Kind zurück in die 1. oder mitziehen?

  • Ich brauche mal eure Denkanstöße:
    Ich habe ein Migrantenkind in meiner 2. Klasse, dessen erste Sprache nicht Deutsch ist. Er wurde "normal" eingeschult und in der ersten Klasse gings auch ganz gut. Nun kommt er zwar in Mathe wohl noch gut mit (durchschnittlich auf 3), Deutsch ist allerdings katastrophal. Sprechen und Zuhören liegt er im schlechten 3er Bereich, Lesen und mit Texten umgehen ebenfalls. Schreiben und Texte verfassen liegt er im 4er. Diktate waren bis jetzt alle so schlecht, dass ich sie nicht werten konnte. Freie Texte schreiben geht gar nicht. Mit Rechtschreibregeln kommt er nicht klar. Seine Redebeiträge im Unterricht (rege Beteiligung) passen selten zum Thema und ob er seine Hausaufgaben selber macht kann ich auch nicht wirklich sagen. Er kann sich schlecht organisieren, arbeitet zwar relativ selbständig (also mit wenig Hilfe von mir), guckt aber gern beim Nachbar und wenn die Möglichkeit nicht besteht, ist das Meiste falsch.
    Jetzt stellt sich für mich die Frage, ob es ihm helfen würde ihn in die erste Klasse zurück zu geben oder ob ich ihn weiter durchziehen soll? An der Schule konnte mir so richtig keiner helfen (irgendwie haben die alle selber mit ihren Sachen zu tun grad). Auch die Konrektorin, die Mathelehrerin in meiner Klasse ist, hat nur gesagt "dann würde er zu mir in die Klasse kommen".Mhh
    Die Eltern kriege ich nicht in die Schule zum Gespräch. waren nicht auf dem Elternsprechtag, obwohl ich dringenden Gesprächsbedarf angekreut habe. Wenn ich anrufen, versteht mich keiner und niemand hat Zeit. Die Bitte im Merkheft einen Termin mit mir auszumachen, wird nur unterschrieben.

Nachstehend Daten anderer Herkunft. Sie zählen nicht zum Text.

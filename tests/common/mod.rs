#![allow(dead_code)]

use axum::{
    Json, Router,
    body::Bytes,
    extract::State,
    http::{HeaderMap, Method, StatusCode, Uri, header},
    response::{IntoResponse, Response},
    routing::post,
};
use serde_json::{Value, json};
use shop_admin::{
    ApiClient,
    config::ApiConfig,
    models::{SessionUser, UserRole},
    session::{Session, SessionStore},
};
use std::{
    collections::HashMap,
    sync::{
        Arc, Mutex,
        atomic::{AtomicBool, AtomicUsize, Ordering},
    },
    time::Duration,
};

pub const LOGIN_PATH: &str = "/api/auth/login.php";

#[derive(Debug, Clone)]
pub struct Recorded {
    pub method: Method,
    pub path: String,
    pub query: Option<String>,
    pub content_type: Option<String>,
    pub authorization: Option<String>,
    pub body: Vec<u8>,
}

impl Recorded {
    pub fn json(&self) -> Value {
        serde_json::from_slice(&self.body).unwrap()
    }

    pub fn body_text(&self) -> String {
        String::from_utf8_lossy(&self.body).into_owned()
    }
}

/// In-process stand-in for the shop API.
///
/// Every path except login and refresh requires `Bearer <valid_token>`.
/// Unknown paths answer with `{"success": true, "data": []}` unless a canned
/// response was registered.
pub struct MockState {
    pub valid_token: Mutex<String>,
    /// Token handed out by the refresh endpoint; `None` makes it fail.
    pub refresh_token_reply: Mutex<Option<String>>,
    /// When false the refreshed token is still rejected.
    pub accept_refreshed: AtomicBool,
    /// When true the refresh endpoint answers 200 with no token in the body.
    pub refresh_empty: AtomicBool,
    pub refresh_calls: AtomicUsize,
    pub refresh_delay: Duration,
    pub responses: Mutex<HashMap<String, Value>>,
    pub failures: Mutex<HashMap<String, (StatusCode, usize)>>,
    pub requests: Mutex<Vec<Recorded>>,
}

pub struct MockApi {
    pub base_url: String,
    pub state: Arc<MockState>,
}

impl MockApi {
    pub async fn start(valid_token: &str) -> Self {
        let state = Arc::new(MockState {
            valid_token: Mutex::new(valid_token.to_string()),
            refresh_token_reply: Mutex::new(Some("fresh-token".to_string())),
            accept_refreshed: AtomicBool::new(true),
            refresh_empty: AtomicBool::new(false),
            refresh_calls: AtomicUsize::new(0),
            refresh_delay: Duration::from_millis(100),
            responses: Mutex::new(HashMap::new()),
            failures: Mutex::new(HashMap::new()),
            requests: Mutex::new(Vec::new()),
        });

        let app = Router::new()
            .route("/api/auth/refresh.php", post(refresh))
            .fallback(record)
            .with_state(state.clone());

        let listener = tokio::net::TcpListener::bind("127.0.0.1:0").await.unwrap();
        let addr = listener.local_addr().unwrap();
        tokio::spawn(async move {
            axum::serve(listener, app).await.unwrap();
        });

        Self {
            base_url: format!("http://{}/api", addr),
            state,
        }
    }

    pub fn respond(&self, path: &str, body: Value) {
        self.state
            .responses
            .lock()
            .unwrap()
            .insert(path.to_string(), body);
    }

    /// Fails the next `times` requests to `path` with `status`.
    pub fn fail(&self, path: &str, status: StatusCode, times: usize) {
        self.state
            .failures
            .lock()
            .unwrap()
            .insert(path.to_string(), (status, times));
    }

    pub fn fail_refresh(&self) {
        *self.state.refresh_token_reply.lock().unwrap() = None;
    }

    pub fn refresh_without_token(&self) {
        self.state.refresh_empty.store(true, Ordering::SeqCst);
    }

    pub fn refresh_calls(&self) -> usize {
        self.state.refresh_calls.load(Ordering::SeqCst)
    }

    pub fn requests(&self) -> Vec<Recorded> {
        self.state.requests.lock().unwrap().clone()
    }

    pub fn requests_to(&self, path: &str) -> Vec<Recorded> {
        self.requests()
            .into_iter()
            .filter(|r| r.path == path)
            .collect()
    }

    pub fn last_request(&self) -> Recorded {
        self.requests().pop().unwrap()
    }

    pub fn client(&self, session: SessionStore) -> ApiClient {
        ApiClient::new(&ApiConfig::new(self.base_url.clone()), session).unwrap()
    }
}

pub fn staff(role: UserRole) -> SessionUser {
    SessionUser {
        id: 7,
        full_name: "Dana Staff".into(),
        email: "dana@shop.test".into(),
        role,
    }
}

pub fn signed_in(access: &str, refresh: Option<&str>) -> SessionStore {
    SessionStore::with_session(
        Session {
            user: Some(staff(UserRole::Admin)),
            access_token: Some(access.to_string()),
            refresh_token: refresh.map(str::to_string),
        },
        None,
    )
}

async fn refresh(State(state): State<Arc<MockState>>, Json(body): Json<Value>) -> Response {
    state.refresh_calls.fetch_add(1, Ordering::SeqCst);
    tokio::time::sleep(state.refresh_delay).await;

    if body.get("refresh_token").and_then(Value::as_str).is_none() {
        return (StatusCode::BAD_REQUEST, Json(json!({ "error": "Missing token" }))).into_response();
    }

    if state.refresh_empty.load(Ordering::SeqCst) {
        return Json(json!({})).into_response();
    }

    let reply = state.refresh_token_reply.lock().unwrap().clone();
    match reply {
        Some(token) => {
            if state.accept_refreshed.load(Ordering::SeqCst) {
                *state.valid_token.lock().unwrap() = token.clone();
            }
            Json(json!({ "access_token": token })).into_response()
        }
        None => (
            StatusCode::UNAUTHORIZED,
            Json(json!({ "error": "Invalid refresh token" })),
        )
            .into_response(),
    }
}

async fn record(
    State(state): State<Arc<MockState>>,
    method: Method,
    uri: Uri,
    headers: HeaderMap,
    body: Bytes,
) -> Response {
    let header_value = |name: header::HeaderName| {
        headers
            .get(name)
            .and_then(|v| v.to_str().ok())
            .map(str::to_string)
    };
    let recorded = Recorded {
        method,
        path: uri.path().to_string(),
        query: uri.query().map(str::to_string),
        content_type: header_value(header::CONTENT_TYPE),
        authorization: header_value(header::AUTHORIZATION),
        body: body.to_vec(),
    };
    state.requests.lock().unwrap().push(recorded.clone());

    if recorded.path != LOGIN_PATH {
        let expected = format!("Bearer {}", state.valid_token.lock().unwrap());
        if recorded.authorization.as_deref() != Some(expected.as_str()) {
            return (
                StatusCode::UNAUTHORIZED,
                Json(json!({ "error": "Token expired" })),
            )
                .into_response();
        }
    }

    {
        let mut failures = state.failures.lock().unwrap();
        if let Some((status, remaining)) = failures.get_mut(&recorded.path) {
            if *remaining > 0 {
                *remaining -= 1;
                return (*status, Json(json!({ "error": "Server exploded" }))).into_response();
            }
        }
    }

    let body = state
        .responses
        .lock()
        .unwrap()
        .get(&recorded.path)
        .cloned()
        .unwrap_or_else(|| json!({ "success": true, "data": [] }));
    Json(body).into_response()
}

So richtig weiß ich nicht weiter. Den Eltern wärs wahrscheinlich egal, ob er wiederholt.

  • Die Frage ist, bringt ihn das zusätzliche Jahr noch weiter oder wird das Problem an die nächste Lehrerin übertragen?


    Ich habe einen ähnlichen Fall in meiner Klasse.
    Den versuche ich, so weit es geht, durch die Grundschule zu schleusen.
    Wenn es möglich ist: zieldifferentiertes Arbeiten - meist geht es um Erweiterung des Wortschatzes
    Ist nicht so einfach, ist das 1. Migrantenkind mit richtigen Sprachproblemen seit langem auf unserer Dorfschule.
    Daher haben wir nur wenig Material.


    Ich nutze zwei LÜK-Hefte, und demnächst eine Software, aus dem Cornelsen-Verlag.
    Wenn das Kind einigermaßen lesen kann, geht das mit den LÜK-Kästen ganz gut.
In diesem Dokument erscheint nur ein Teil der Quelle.